# Santa Paws



## flyingduster (Sep 6, 2009)

We got the Santa Paws photos back in the weekend (Jak, have you sorted out your missing one!????)








Saffy is top left, Hestia on the other side of Santa, Lara at the bottom left, and Paris in the middle. 

And one of just Paris and Santa:









Note that these aren't great quality, cos I'm taking photos of photos! lol. But I simply had to share and I don't have a scanner. lol.


----------



## jak (Aug 15, 2009)

I'm waiting to be called about it.
Once I get it I'll post it, the other photo I have is the same as FD's first 1, so there is no point posting it again


----------



## Cdnjennga (Jul 30, 2009)

Those are good! They're about the first Santa with pets photos I've seen where the dogs don't look utterly unhappy.  I especially like the group shot.


----------



## bigredpoodle (Sep 13, 2009)

LOVE LOVE THEM!!!! I like the group they all looks so much alike . Are they related?


----------



## jak (Aug 15, 2009)

bigredpoodle said:


> LOVE LOVE THEM!!!! I like the group they all looks so much alike . Are they related?
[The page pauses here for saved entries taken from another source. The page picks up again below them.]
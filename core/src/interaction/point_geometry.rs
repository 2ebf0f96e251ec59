//! Point Geometry

use crate::geometry::*;
use crate::pbrt::*;

/// A point in or around the scene. Exactly one of the three cases holds.
#[derive(Copy, Clone, Debug, PartialEq)]
pub enum PointGeometry {
    /// A point on a surface with a tangent frame.
    OnSurface {
        /// Position.
        p: Point3f,

        /// Unit normal and tangent basis around it.
        frame: Frame,

        /// Texture coordinates.
        uv: Point2f,
    },

    /// A point without a surface, e.g. a point light or a pinhole. It has no
    /// tangent frame and no area measure.
    Degenerate {
        /// Position.
        p: Point3f,
    },

    /// A point at infinity. The position is undefined and the direction
    /// substitutes for it.
    Infinite {
        /// Direction of propagation away from the point at infinity.
        wo: Vector3f,

        /// A representative position used to spawn rays into the scene.
        p: Point3f,
    },
}

impl PointGeometry {
    /// Returns a point on a surface.
    ///
    /// * `p`  - Position.
    /// * `n`  - Unit normal.
    /// * `uv` - Texture coordinates.
    pub fn on_surface(p: Point3f, n: Vector3f, uv: Point2f) -> Self {
        Self::OnSurface {
            p,
            frame: Frame::from_normal(n),
            uv,
        }
    }

    /// Returns a degenerate point.
    ///
    /// * `p` - Position.
    pub fn degenerate(p: Point3f) -> Self {
        Self::Degenerate { p }
    }

    /// Returns a point at infinity.
    ///
    /// * `wo` - Direction of propagation from the point at infinity.
    /// * `p`  - Representative position.
    pub fn infinite(wo: Vector3f, p: Point3f) -> Self {
        Self::Infinite { wo, p }
    }

    /// Returns true for a point without a surface.
    pub fn is_degenerate(&self) -> bool {
        matches!(self, Self::Degenerate { .. })
    }

    /// Returns true for a point at infinity.
    pub fn is_infinite(&self) -> bool {
        matches!(self, Self::Infinite { .. })
    }

    /// Returns the position (representative position for infinite points).
    pub fn p(&self) -> Point3f {
        match self {
            Self::OnSurface { p, .. } | Self::Degenerate { p } | Self::Infinite { p, .. } => *p,
        }
    }

    /// Returns the surface normal, if the point lies on a surface.
    pub fn n(&self) -> Option<Vector3f> {
        match self {
            Self::OnSurface { frame, .. } => Some(frame.n),
            _ => None,
        }
    }

    /// Returns the tangent frame, if the point lies on a surface.
    pub fn frame(&self) -> Option<&Frame> {
        match self {
            Self::OnSurface { frame, .. } => Some(frame),
            _ => None,
        }
    }

    /// Returns |cos θ| between the normal and `d`, or 1 when the point has no
    /// surface.
    ///
    /// * `d` - Unit direction.
    pub fn abs_cos(&self, d: &Vector3f) -> Float {
        self.n().map_or(1.0, |n| n.abs_dot(d))
    }
}

/// Returns the unit direction from one point toward another.
///
/// At most one of the points may be at infinity.
///
/// * `from` - Origin point.
/// * `to`   - Target point.
pub fn direction(from: &PointGeometry, to: &PointGeometry) -> Vector3f {
    debug_assert!(!(from.is_infinite() && to.is_infinite()));
    match (from, to) {
        (PointGeometry::Infinite { wo, .. }, _) => *wo,
        (_, PointGeometry::Infinite { wo, .. }) => -*wo,
        _ => (to.p() - from.p()).normalize(),
    }
}

/// Returns the geometry term |cos θ₁||cos θ₂| / r² between two points.
/// Cosines of points without a surface are 1 and the squared distance to a
/// point at infinity is 1.
///
/// * `s1` - First point.
/// * `s2` - Second point.
pub fn geometry_term(s1: &PointGeometry, s2: &PointGeometry) -> Float {
    let d = direction(s1, s2);
    let l2 = if s1.is_infinite() || s2.is_infinite() {
        1.0
    } else {
        s1.p().distance_squared(&s2.p())
    };
    s1.abs_cos(&d) * s2.abs_cos(&-d) / l2
}

/// Converts a density in projected solid angle measure at `from` (or solid
/// angle measure when `from` is degenerate) to area measure at `to`.
///
/// * `pdf`  - The directional density.
/// * `from` - Point the direction was sampled at.
/// * `to`   - Point the direction reached.
pub fn convert_pdf_to_area(pdf: Float, from: &PointGeometry, to: &PointGeometry) -> Float {
    pdf * geometry_term(from, to)
}

/// Converts a density in solid angle measure to projected solid angle
/// measure. Degenerate points keep the solid angle measure.
///
/// * `pdf_sa` - Density in solid angle measure.
/// * `geom`   - Point the direction is sampled at.
/// * `d`      - The direction.
pub fn convert_pdf_sa_to_proj_sa(pdf_sa: Float, geom: &PointGeometry, d: &Vector3f) -> Float {
    if geom.is_degenerate() {
        return pdf_sa;
    }
    let j = geom.abs_cos(d);
    if j == 0.0 {
        0.0
    } else {
        pdf_sa / j
    }
}

#[cfg(test)]
mod tests {
    use super::*;
    use float_cmp::approx_eq;
    use proptest::prelude::*;

    fn floor_point(x: Float, z: Float) -> PointGeometry {
        PointGeometry::on_surface(
            Point3f::new(x, 0.0, z),
            Vector3f::new(0.0, 1.0, 0.0),
            Point2f::default(),
        )
    }

    #[test]
    fn exactly_one_case_holds() {
        let s = floor_point(0.0, 0.0);
        let d = PointGeometry::degenerate(Point3f::new(0.0, 1.0, 0.0));
        let i = PointGeometry::infinite(Vector3f::new(0.0, -1.0, 0.0), Point3f::default());
        assert!(!s.is_degenerate() && !s.is_infinite() && s.n().is_some());
        assert!(d.is_degenerate() && !d.is_infinite() && d.n().is_none());
        assert!(!i.is_degenerate() && i.is_infinite() && i.n().is_none());
    }

    #[test]
    fn geometry_term_facing_surfaces() {
        let a = floor_point(0.0, 0.0);
        let b = PointGeometry::on_surface(
            Point3f::new(0.0, 2.0, 0.0),
            Vector3f::new(0.0, -1.0, 0.0),
            Point2f::default(),
        );
        assert!(approx_eq!(f32, geometry_term(&a, &b), 0.25, epsilon = 1e-6));
    }

    #[test]
    fn geometry_term_degenerate_and_infinite() {
        let a = floor_point(0.0, 0.0);
        let light = PointGeometry::degenerate(Point3f::new(3.0, 4.0, 0.0));
        // cos = 4/5 at the floor, 1 at the degenerate point, r² = 25
        assert!(approx_eq!(f32, geometry_term(&a, &light), 0.8 / 25.0, epsilon = 1e-6));

        let sun = PointGeometry::infinite(Vector3f::new(0.0, -1.0, 0.0), Point3f::default());
        assert!(approx_eq!(f32, geometry_term(&sun, &a), 1.0, epsilon = 1e-6));
        assert_eq!(direction(&sun, &a), Vector3f::new(0.0, -1.0, 0.0));
        assert_eq!(direction(&a, &sun), Vector3f::new(0.0, 1.0, 0.0));
    }

    #[test]
    fn grazing_direction_has_zero_projected_density() {
        let a = floor_point(0.0, 0.0);
        let d = Vector3f::new(1.0, 0.0, 0.0);
        assert_eq!(convert_pdf_sa_to_proj_sa(1.0, &a, &d), 0.0);
        let p = PointGeometry::degenerate(Point3f::default());
        assert_eq!(convert_pdf_sa_to_proj_sa(0.5, &p, &d), 0.5);
    }

    proptest! {
        #[test]
        fn geometry_term_is_symmetric(
            x in -5.0..5.0f32, z in -5.0..5.0f32, h in 0.5..5.0f32
        ) {
            let a = floor_point(x, z);
            let b = PointGeometry::degenerate(Point3f::new(0.0, h, 0.0));
            let g1 = geometry_term(&a, &b);
            let g2 = geometry_term(&b, &a);
            prop_assert!(approx_eq!(f32, g1, g2, epsilon = 1e-6));
            prop_assert!(g1 > 0.0);
        }

        #[test]
        fn area_conversion_matches_solid_angle_jacobian(
            x in -5.0..5.0f32, z in -5.0..5.0f32, h in 0.5..5.0f32
        ) {
            // Solid angle density 1 at a degenerate point becomes cos / r² at
            // the receiving surface.
            let b = PointGeometry::degenerate(Point3f::new(0.0, h, 0.0));
            let a = floor_point(x, z);
            let r2 = x * x + z * z + h * h;
            let expected = (h / r2.sqrt()) / r2;
            let pa = convert_pdf_to_area(1.0, &b, &a);
            prop_assert!(approx_eq!(f32, pa, expected, epsilon = 1e-5));
        }
    }
}
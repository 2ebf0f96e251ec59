//! Scene Interaction

use super::*;
use crate::geometry::*;

/// Role of an interaction. Every query that depends on the role matches on
/// this variant explicitly.
#[derive(Copy, Clone, Debug, PartialEq, Eq, Hash)]
pub enum InteractionKind {
    /// Scattering on a surface.
    Surface,

    /// Scattering inside a participating medium.
    Medium,

    /// The camera endpoint of a path.
    CameraEndpoint,

    /// The light endpoint of a path.
    LightEndpoint,
}

/// A point produced by a scene query together with the primitive it belongs
/// to, the selected scattering component and its role.
#[derive(Copy, Clone, Debug, PartialEq)]
pub struct SceneInteraction {
    /// Role of the interaction.
    pub kind: InteractionKind,

    /// Index of the primitive in the scene.
    pub primitive: usize,

    /// Selected scattering component (BSDF lobe or medium constituent).
    pub comp: usize,

    /// Geometry of the point.
    pub geom: PointGeometry,
}

impl SceneInteraction {
    /// Returns a surface interaction.
    ///
    /// * `primitive` - Primitive index.
    /// * `geom`      - Geometry of the point.
    pub fn surface(primitive: usize, geom: PointGeometry) -> Self {
        Self {
            kind: InteractionKind::Surface,
            primitive,
            comp: 0,
            geom,
        }
    }

    /// Returns a medium interaction. Scene intersection only returns surface
    /// interactions, so medium vertices come from callers that sample
    /// distances inside a primitive's `phase` themselves.
    ///
    /// * `primitive` - Primitive index owning the medium.
    /// * `p`         - Position inside the medium.
    pub fn medium(primitive: usize, p: Point3f) -> Self {
        Self {
            kind: InteractionKind::Medium,
            primitive,
            comp: 0,
            geom: PointGeometry::degenerate(p),
        }
    }

    /// Returns a camera endpoint.
    ///
    /// * `primitive` - Primitive index of the camera.
    /// * `geom`      - Geometry of the point.
    pub fn camera_endpoint(primitive: usize, geom: PointGeometry) -> Self {
        Self {
            kind: InteractionKind::CameraEndpoint,
            primitive,
            comp: 0,
            geom,
        }
    }

    /// Returns a light endpoint.
    ///
    /// * `primitive` - Primitive index of the light.
    /// * `geom`      - Geometry of the point.
    pub fn light_endpoint(primitive: usize, geom: PointGeometry) -> Self {
        Self {
            kind: InteractionKind::LightEndpoint,
            primitive,
            comp: 0,
            geom,
        }
    }

    /// Returns a copy reinterpreted with another role.
    ///
    /// * `kind` - The new role.
    pub fn as_kind(&self, kind: InteractionKind) -> Self {
        Self { kind, ..*self }
    }

    /// Returns a copy with the given scattering component selected.
    ///
    /// * `comp` - Component index.
    pub fn with_component(&self, comp: usize) -> Self {
        Self { comp, ..*self }
    }

    /// Returns true if the interaction is a path endpoint.
    pub fn is_endpoint(&self) -> bool {
        matches!(
            self.kind,
            InteractionKind::CameraEndpoint | InteractionKind::LightEndpoint
        )
    }
}
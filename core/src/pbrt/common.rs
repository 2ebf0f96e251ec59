//! Common

use num_traits::Num;
use std::ops::{Add, Mul, Neg};

/// Use 32-bit precision for floating point numbers.
pub type Float = f32;

/// Default signed integer to 32-bit.
pub type Int = i32;

/// Infinty (∞)
pub const INFINITY: Float = Float::INFINITY;

/// PI (π)
pub const PI: Float = std::f32::consts::PI;

/// 1/PI (1/π)
pub const INV_PI: Float = 1.0 / PI;

/// PI/2 (π/2)
pub const PI_OVER_TWO: Float = PI * 0.5;

/// PI/4 (π/4)
pub const PI_OVER_FOUR: Float = PI * 0.25;

/// 2*PI (2π)
pub const TWO_PI: Float = PI * 2.0;

/// 4*PI (4π)
pub const FOUR_PI: Float = PI * 4.0;

/// 1/4*PI (1/4π)
pub const INV_FOUR_PI: Float = 1.0 / FOUR_PI;

/// Offset applied to ray origins and shadow ray extents to avoid
/// self-intersection.
pub const SHADOW_EPSILON: Float = 0.0001;

/// Returns the absolute value of a number.
///
/// * `n` - The number.
#[inline(always)]
pub fn abs<T>(n: T) -> T
where
    T: Num + Neg<Output = T> + PartialOrd + Copy,
{
    if n < T::zero() {
        -n
    } else {
        n
    }
}

/// Returns the minimum of 2 numbers.
///
/// * `a` - First number.
/// * `b` - Second number.
#[inline(always)]
pub fn min<T>(a: T, b: T) -> T
where
    T: Num + PartialOrd + Copy,
{
    if a < b {
        a
    } else {
        b
    }
}

/// Returns the maximum of 2 numbers.
///
/// * `a` - First number.
/// * `b` - Second number.
#[inline(always)]
pub fn max<T>(a: T, b: T) -> T
where
    T: Num + PartialOrd + Copy,
{
    if a > b {
        a
    } else {
        b
    }
}

/// Clamps a value to the closed interval [low, high].
///
/// * `val`  - The value.
/// * `low`  - Lower bound.
/// * `high` - Upper bound.
#[inline(always)]
pub fn clamp<T>(val: T, low: T, high: T) -> T
where
    T: PartialOrd,
{
    if val < low {
        low
    } else if val > high {
        high
    } else {
        val
    }
}

/// Linearly interpolate between two points for parameters in [0, 1] and
/// extrapolate for parameters outside that interval.
///
/// * `t`  - Parameter.
/// * `p0` - Point at t=0.
/// * `p1` - Point at t=1.
#[inline(always)]
pub fn lerp<P>(t: Float, p0: P, p1: P) -> P
where
    Float: Mul<P, Output = P>,
    P: Add<P, Output = P>,
{
    (1.0 - t) * p0 + t * p1
}

/// Returns the sRGB gamma corrected value of a linear value.
///
/// * `value` - The value.
#[inline(always)]
pub fn gamma_correct(value: Float) -> Float {
    if value <= 0.0031308 {
        12.92 * value
    } else {
        1.055 * value.powf(1.0 / 2.4) - 0.055
    }
}

/// Returns `num / den`, or zero when `den` is zero.
///
/// * `num` - Numerator.
/// * `den` - Denominator.
#[inline(always)]
pub fn safe_ratio(num: Float, den: Float) -> Float {
    if den == 0.0 {
        0.0
    } else {
        num / den
    }
}

/// Convert a 32-bit floating point value to its constituent bits and return
/// the representation as 32-bit unsigned integer.
///
/// * `f` - The 32-bit floating point number.
#[inline(always)]
pub fn float_to_bits(f: f32) -> u32 {
    f.to_bits()
}

/// Convert the bits of a 32-bit unsigned interger value and return the
/// representation as a 32-bit floating point value.
///
/// * `i` - The 32-bit unsigned interger.
#[inline(always)]
pub fn bits_to_float(i: u32) -> f32 {
    f32::from_bits(i)
}

#[cfg(test)]
mod tests {
    use super::*;
    use float_cmp::approx_eq;
    use proptest::prelude::*;

    #[test]
    fn clamp_bounds() {
        assert_eq!(clamp(-1.0, 0.0, 1.0), 0.0);
        assert_eq!(clamp(2.0, 0.0, 1.0), 1.0);
        assert_eq!(clamp(0.25, 0.0, 1.0), 0.25);
    }

    #[test]
    fn safe_ratio_zero_denominator() {
        assert_eq!(safe_ratio(1.0, 0.0), 0.0);
        assert_eq!(safe_ratio(0.0, 0.0), 0.0);
        assert_eq!(safe_ratio(3.0, 2.0), 1.5);
    }

    #[test]
    fn gamma_correct_endpoints() {
        assert_eq!(gamma_correct(0.0), 0.0);
        assert!(approx_eq!(f32, gamma_correct(1.0), 1.0, epsilon = 0.00001));
    }

    proptest! {
        #[test]
        fn float_bits_round_trip(f in -1000.0..1000.0f32) {
            prop_assert_eq!(bits_to_float(float_to_bits(f)), f);
        }

        #[test]
        fn lerp_endpoints(a in -100.0..100.0f32, b in -100.0..100.0f32) {
            prop_assert_eq!(lerp(0.0, a, b), a);
            prop_assert!(approx_eq!(f32, lerp(1.0, a, b), b, epsilon = 0.0001));
        }

        #[test]
        fn min_max_abs(a in -100..100i32, b in -100..100i32) {
            prop_assert_eq!(min(a, b), a.min(b));
            prop_assert_eq!(max(a, b), a.max(b));
            prop_assert_eq!(abs(a), a.abs());
        }
    }
}
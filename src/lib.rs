//! SlideShot - Crop-accurate screenshots of HTML slides
//!
//! This crate opens HTML "slide" documents in headless Chrome (via
//! ChromiumOxide/CDP), waits for lazy content, images and fonts to settle,
//! and saves a pixel-accurate crop of the slide element as PNG or JPEG.
//!
//! # Architecture
//!
//! ```text
//! CLI / env ──▶ SlideshotConfig ──▶ runner ──▶ Launcher (Chrome or fake)
//!                                     │              │
//!                                     ▼              ▼
//!                                discovery      SlidePage per file
//!                                                 │
//!                                     navigate ▶ settle ▶ measure ▶ clip ▶ PNG/JPEG
//! ```
//!
//! # Quick Start
//!
//! ```rust,no_run
//! use slideshot::browser::ChromeLauncher;
//! use slideshot::{ConfigOverrides, SlideshotConfig};
//!
//! #[tokio::main]
//! async fn main() -> Result<(), Box<dyn std::error::Error>> {
//!     let config = SlideshotConfig::from_env_with(ConfigOverrides {
//!         scale: Some(2.0),
//!         ..Default::default()
//!     })?;
//!
//!     let report = slideshot::run(&config, &ChromeLauncher).await?;
//!     println!("Captured: {:?}", report.outputs);
//!     Ok(())
//! }
//! ```

#![warn(missing_docs)]
#![warn(rustdoc::missing_crate_level_docs)]

pub mod browser;
pub mod config;
pub mod discovery;
pub mod error;
pub mod runner;

// Re-exports for convenience
pub use config::{ConfigOverrides, ImageFormat, SlideshotConfig};
pub use discovery::{discover, discover_in, natural_cmp};
pub use error::{Error, Result};
pub use runner::{run, run_in, RunReport};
The two on the left are half sisters, Saffy and Lara.
And the top right, Hestia, is Saffy's Cousin, but Lara's half-niece, lol, if that makes sense.
Paris is from totally different lines, and I don't think they coincide for many generations


----------



## spoospirit (Mar 10, 2009)

_Awww...sweet! Did you use one for your Christmas card?_


----------



## Trillium (Sep 1, 2009)

Very cute photos. Thanks for sharing them with us. Its so great to be able to enjoy all these Christmas poodles


----------



## dbrazzil (Nov 10, 2009)

I love the group photo. The humane society where I live does pet photos. I took one of my cats years ago. It was fun!


----------